§ Action item
Lines from the top of the entries down to the line with "video, fixed fps)" must be set down exactly as they stand, with both ends retained.

[Information provided — start]

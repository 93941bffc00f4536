// ============================================================================
// reframe-core/src/error.rs
// ============================================================================
//
// ERROR HANDLING: Custom Error Types for reframe-core
//
// This module defines the error type used throughout the library. Errors fall
// into three groups:
// - Startup-fatal: an unresolvable processor name. Nothing is attempted.
// - Job-level: extraction, assembly, or a missing intermediate artifact. The
//   job aborts and the error is surfaced to the caller.
// - Setup: configuration, logging, and worker pool construction.
//
// Frame-level failures and the degraded fallbacks (silent video, fixed fps)
// never become errors. They are logged and counted instead.

use std::io;
use std::path::PathBuf;
use thiserror::Error;

/// Custom error type for reframe-core.
#[derive(Error, Debug)]
pub enum CoreError {
    #[error("I/O error: {0}")]
    Io(#[from] io::Error),

    #[error("Image error: {0}")]
    Image(#[from] image::ImageError),

    #[error("Failed to parse configuration: {0}")]
    ConfigParse(#[from] serde_json::Error),

    #[error("Invalid configuration: {0}")]
    Config(String),

    #[error("Required dependency '{0}' not found. Please install it and ensure it's in your PATH.")]
    DependencyNotFound(String),

    #[error("Failed to start command '{0}': {1}")]
    CommandStart(String, io::Error),

    #[error("Failed while waiting for command '{0}': {1}")]
    CommandWait(String, io::Error),

    #[error("Command '{0}' failed: {1}")]
    CommandFailed(String, String),

    #[error("ffprobe output could not be used: {0}")]
    FfprobeParse(String),

    #[error("Unknown frame processor '{0}'")]
    UnknownProcessor(String),

    #[error("Frame processor '{processor}' failed its {check} check")]
    PreconditionFailed {
        processor: String,
        check: &'static str,
    },

    #[error("Frame processor '{processor}' failed: {message}")]
    Processor { processor: String, message: String },

    #[error("Failed to extract frames from {}", .0.display())]
    FrameExtraction(PathBuf),

    #[error("Failed to create video at {}", .0.display())]
    VideoAssembly(PathBuf),

    #[error("Temporary output file not found: {}. Ensure that frames were extracted and the video was created successfully.", .0.display())]
    MissingIntermediate(PathBuf),

    #[error("Output was not produced as expected: {}", .0.display())]
    OutputVerification(PathBuf),

    #[error("Output path is the target itself: {}", .0.display())]
    OutputIsTarget(PathBuf),

    #[error("Target is neither an image nor a video: {}", .0.display())]
    UnsupportedTarget(PathBuf),

    #[error("{failed} of {total} frames failed in processor '{processor}', above the allowed ratio of {max_ratio}")]
    FrameFailureThreshold {
        processor: String,
        failed: usize,
        total: usize,
        max_ratio: f64,
    },

    #[error("Processing was cancelled")]
    Cancelled,

    #[error("Failed to build worker pool: {0}")]
    WorkerPool(String),

    #[error("Logging setup failed: {0}")]
    Logging(String),
}

impl CoreError {
    /// Returns true for errors that indicate a misconfigured processor set.
    ///
    /// These are raised before any workspace is created, and callers should
    /// treat them as fatal rather than retrying the job.
    pub fn is_fatal(&self) -> bool {
        matches!(self, CoreError::UnknownProcessor(_))
    }
}

/// Result type for reframe-core operations.
pub type CoreResult<T> = Result<T, CoreError>;

/// Helper for the common "command could not be spawned" case.
pub(crate) fn command_start_error(cmd: impl Into<String>, err: io::Error) -> CoreError {
    CoreError::CommandStart(cmd.into(), err)
}

pub(crate) fn command_wait_error(cmd: impl Into<String>, err: io::Error) -> CoreError {
    CoreError::CommandWait(cmd.into(), err)
}

pub(crate) fn command_failed_error(cmd: impl Into<String>, message: impl Into<String>) -> CoreError {
    CoreError::CommandFailed(cmd.into(), message.into())
}
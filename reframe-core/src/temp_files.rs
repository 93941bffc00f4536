//! Temporary workspace management.
//!
//! Every target gets a deterministic scratch directory next to it:
//! `<target dir>/temp/<target stem>/`. Extracted frames (`0001.png`, ...) and
//! the silent assembled video (`temp.mp4`) live there until the job cleans up.
//!
//! Paths are derived purely from the target path, so two jobs against
//! different targets never share a workspace. They may share the `temp`
//! parent, which is only removed once it is empty.

use std::fs;
use std::io;
use std::path::{Path, PathBuf};

use crate::error::CoreResult;

/// Name of the scratch root created next to each target.
pub const TEMP_ROOT_NAME: &str = "temp";

/// Extension of extracted frame artifacts.
pub const FRAME_EXTENSION: &str = "png";

/// ffmpeg output pattern for frame artifacts: four digit, zero padded.
pub const FRAME_PATTERN: &str = "%04d.png";

/// File name of the assembled video inside the workspace.
pub const TEMP_OUTPUT_NAME: &str = "temp.mp4";

/// Returns `dirname(target)/temp/basename_without_ext(target)`. Does no I/O.
pub fn workspace_path(target: &Path) -> PathBuf {
    let parent = target.parent().unwrap_or_else(|| Path::new(""));
    let stem = target.file_stem().unwrap_or_default();
    parent.join(TEMP_ROOT_NAME).join(stem)
}

/// Per-target scratch directory.
#[derive(Debug, Clone, PartialEq, Eq)]
pub struct TempWorkspace {
    path: PathBuf,
}

impl TempWorkspace {
    pub fn for_target(target: &Path) -> Self {
        Self {
            path: workspace_path(target),
        }
    }

    pub fn path(&self) -> &Path {
        &self.path
    }

    /// Path of the assembled (silent) video.
    pub fn temp_output_path(&self) -> PathBuf {
        self.path.join(TEMP_OUTPUT_NAME)
    }

    /// ffmpeg pattern that reads or writes the numbered frame sequence.
    pub fn frame_pattern(&self) -> PathBuf {
        self.path.join(FRAME_PATTERN)
    }

    /// Creates the workspace and any missing parents. Idempotent.
    pub fn create(&self) -> CoreResult<()> {
        fs::create_dir_all(&self.path)?;
        log::debug!("Workspace ready at {}", self.path.display());
        Ok(())
    }

    /// Removes the workspace unless `keep_frames` is set, then removes the
    /// shared `temp` parent if that left it empty.
    ///
    /// Absent directories are not an error.
    pub fn clean(&self, keep_frames: bool) -> CoreResult<()> {
        if !keep_frames {
            match fs::remove_dir_all(&self.path) {
                Ok(()) => log::debug!("Removed workspace {}", self.path.display()),
                Err(e) if e.kind() == io::ErrorKind::NotFound => {}
                Err(e) => return Err(e.into()),
            }
        }

        if let Some(parent) = self.path.parent() {
            remove_dir_if_empty(parent)?;
        }
        Ok(())
    }

    /// Lists frame artifacts in lexical (and therefore numeric) order.
    ///
    /// Returns an empty list if the workspace does not exist.
    pub fn list_frames(&self) -> CoreResult<Vec<PathBuf>> {
        let read_dir = match fs::read_dir(&self.path) {
            Ok(read_dir) => read_dir,
            Err(e) if e.kind() == io::ErrorKind::NotFound => return Ok(Vec::new()),
            Err(e) => return Err(e.into()),
        };

        let mut frames = Vec::new();
        for entry in read_dir {
            let path = entry?.path();
            if !path.is_file() {
                continue;
            }
            let is_frame = path
                .extension()
                .and_then(|ext| ext.to_str())
                .is_some_and(|ext| ext == FRAME_EXTENSION);
            if is_frame {
                frames.push(path);
            }
        }
        frames.sort();
        Ok(frames)
    }
}

/// Removes `dir` only if it exists and has no entries. Another job may be
/// writing into it concurrently, so "not empty" is not an error either.
fn remove_dir_if_empty(dir: &Path) -> CoreResult<()> {
    let mut entries = match fs::read_dir(dir) {
        Ok(entries) => entries,
        Err(e) if e.kind() == io::ErrorKind::NotFound => return Ok(()),
        Err(e) => return Err(e.into()),
    };
    if entries.next().is_some() {
        return Ok(());
    }
    match fs::remove_dir(dir) {
        Ok(()) => {
            log::debug!("Removed empty scratch root {}", dir.display());
            Ok(())
        }
        Err(e)
            if e.kind() == io::ErrorKind::NotFound
                || e.kind() == io::ErrorKind::DirectoryNotEmpty =>
        {
            Ok(())
        }
        Err(e) => Err(e.into()),
    }
}
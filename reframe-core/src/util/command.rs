use std::path::Path;

/// Captured result of an external command.
///
/// A non-zero exit is not an error at this level; callers decide what a
/// failed run means for them.
#[derive(Debug, Clone, PartialEq, Eq)]
pub struct CommandOutput {
    /// Exit code, `None` if the process was killed by a signal
    pub exit_code: Option<i32>,
    /// Standard output
    pub stdout: String,
    /// Standard error
    pub stderr: String,
}

impl CommandOutput {
    pub fn success(&self) -> bool {
        self.exit_code == Some(0)
    }

    /// Stdout followed by stderr, for diagnostics.
    pub fn combined(&self) -> String {
        match (self.stdout.trim().is_empty(), self.stderr.trim().is_empty()) {
            (true, _) => self.stderr.trim().to_string(),
            (false, true) => self.stdout.trim().to_string(),
            (false, false) => format!("{}\n{}", self.stdout.trim(), self.stderr.trim()),
        }
    }
}

/// Renders a program and its arguments as a single shell-like line for logs.
pub fn format_command<S: AsRef<str>>(program: &Path, args: &[S]) -> String {
    let mut line = program.display().to_string();
    for arg in args {
        line.push(' ');
        line.push_str(arg.as_ref());
    }
    line
}
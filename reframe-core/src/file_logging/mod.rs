//! Per-job file logging.
//!
//! The library itself only talks to the `log` facade. Embedders that want a
//! log file per job can install a `log4rs` file appender through
//! [`setup_file_logging`]; the default file name carries a local timestamp.

mod setup;

use std::path::{Path, PathBuf};

pub use setup::setup_file_logging;

/// Returns the current local timestamp formatted as "YYYYMMDD_HHMMSS".
pub fn get_timestamp() -> String {
    chrono::Local::now().format("%Y%m%d_%H%M%S").to_string()
}

/// Builds `<log_dir>/reframe_<target stem>_<timestamp>.log`.
pub fn default_log_file(log_dir: &Path, target: &Path) -> PathBuf {
    let stem = target
        .file_stem()
        .map(|s| s.to_string_lossy().into_owned())
        .unwrap_or_else(|| "job".to_string());
    log_dir.join(format!("reframe_{stem}_{}.log", get_timestamp()))
}
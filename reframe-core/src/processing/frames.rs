//! Frame extraction and video assembly.
//!
//! Both directions go through ffmpeg with argument lists fixed here. Frames
//! are always written as 8-bit RGB PNGs named by the workspace frame
//! pattern; assembly always converts back with a BT.601 to BT.709 colorspace
//! pass so the output does not come out washed out.

use std::path::Path;

use crate::config::CoreConfig;
use crate::error::{CoreError, CoreResult};
use crate::external::Gateway;
use crate::status::SCOPE_CORE;
use crate::temp_files::TempWorkspace;

/// Pixel format frames are decoded into.
pub const EXTRACT_PIX_FMT: &str = "rgb24";

/// Pixel format of the assembled video.
pub const OUTPUT_PIX_FMT: &str = "yuv420p";

/// Colorspace normalization applied during assembly. Not configurable.
pub const COLORSPACE_FILTER: &str = "colorspace=bt709:iall=bt601-6-625:fast=1";

fn path_arg(path: &Path) -> String {
    path.to_string_lossy().into_owned()
}

/// ffmpeg arguments (after the fixed prefix) that decode `target` into the
/// workspace frame sequence.
pub fn extract_args(target: &Path, workspace: &TempWorkspace) -> Vec<String> {
    vec![
        "-i".to_string(),
        path_arg(target),
        "-pix_fmt".to_string(),
        EXTRACT_PIX_FMT.to_string(),
        path_arg(&workspace.frame_pattern()),
    ]
}

/// ffmpeg arguments (after the fixed prefix) that encode the workspace frame
/// sequence into the temporary output at `fps`.
pub fn create_video_args(config: &CoreConfig, workspace: &TempWorkspace, fps: f64) -> Vec<String> {
    vec![
        "-r".to_string(),
        fps.to_string(),
        "-i".to_string(),
        path_arg(&workspace.frame_pattern()),
        "-c:v".to_string(),
        config.video_encoder.clone(),
        "-crf".to_string(),
        config.video_quality.to_string(),
        "-pix_fmt".to_string(),
        OUTPUT_PIX_FMT.to_string(),
        "-vf".to_string(),
        COLORSPACE_FILTER.to_string(),
        "-y".to_string(),
        path_arg(&workspace.temp_output_path()),
    ]
}

/// Creates the workspace for `target` and decodes every frame into it.
pub fn extract_frames(gateway: &Gateway, target: &Path) -> CoreResult<()> {
    let workspace = TempWorkspace::for_target(target);
    workspace.create()?;

    gateway
        .status()
        .update(SCOPE_CORE, "Extracting frames...");
    if !gateway.run_transcode(&extract_args(target, &workspace)) {
        return Err(CoreError::FrameExtraction(target.to_path_buf()));
    }
    Ok(())
}

/// Encodes the processed frames of `target` into the workspace's temporary
/// video at `fps`, using the configured encoder and quality.
pub fn create_video(
    gateway: &Gateway,
    config: &CoreConfig,
    target: &Path,
    fps: f64,
) -> CoreResult<()> {
    let workspace = TempWorkspace::for_target(target);
    gateway
        .status()
        .update(SCOPE_CORE, format!("Creating video with {fps} fps..."));
    if !gateway.run_transcode(&create_video_args(config, &workspace, fps)) {
        return Err(CoreError::VideoAssembly(workspace.temp_output_path()));
    }
    Ok(())
}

[Information provided — finish]

§ Written response
repository 93941bffc00f4536
// ============================================================================
// reframe-core/src/error.rs
// ============================================================================
//
// ERROR HANDLING: Custom Error Types for reframe-core
//
// This module defines the error type used throughout the library. Errors fall
// into three groups:
// - Startup-fatal: an unresolvable processor name. Nothing is attempted.
// - Job-level: extraction, assembly, or a missing intermediate artifact. The
//   job aborts and the error is surfaced to the caller.
// - Setup: configuration, logging, and worker pool construction.
//
// Frame-level failures and the degraded fallbacks (silent video, fixed fps)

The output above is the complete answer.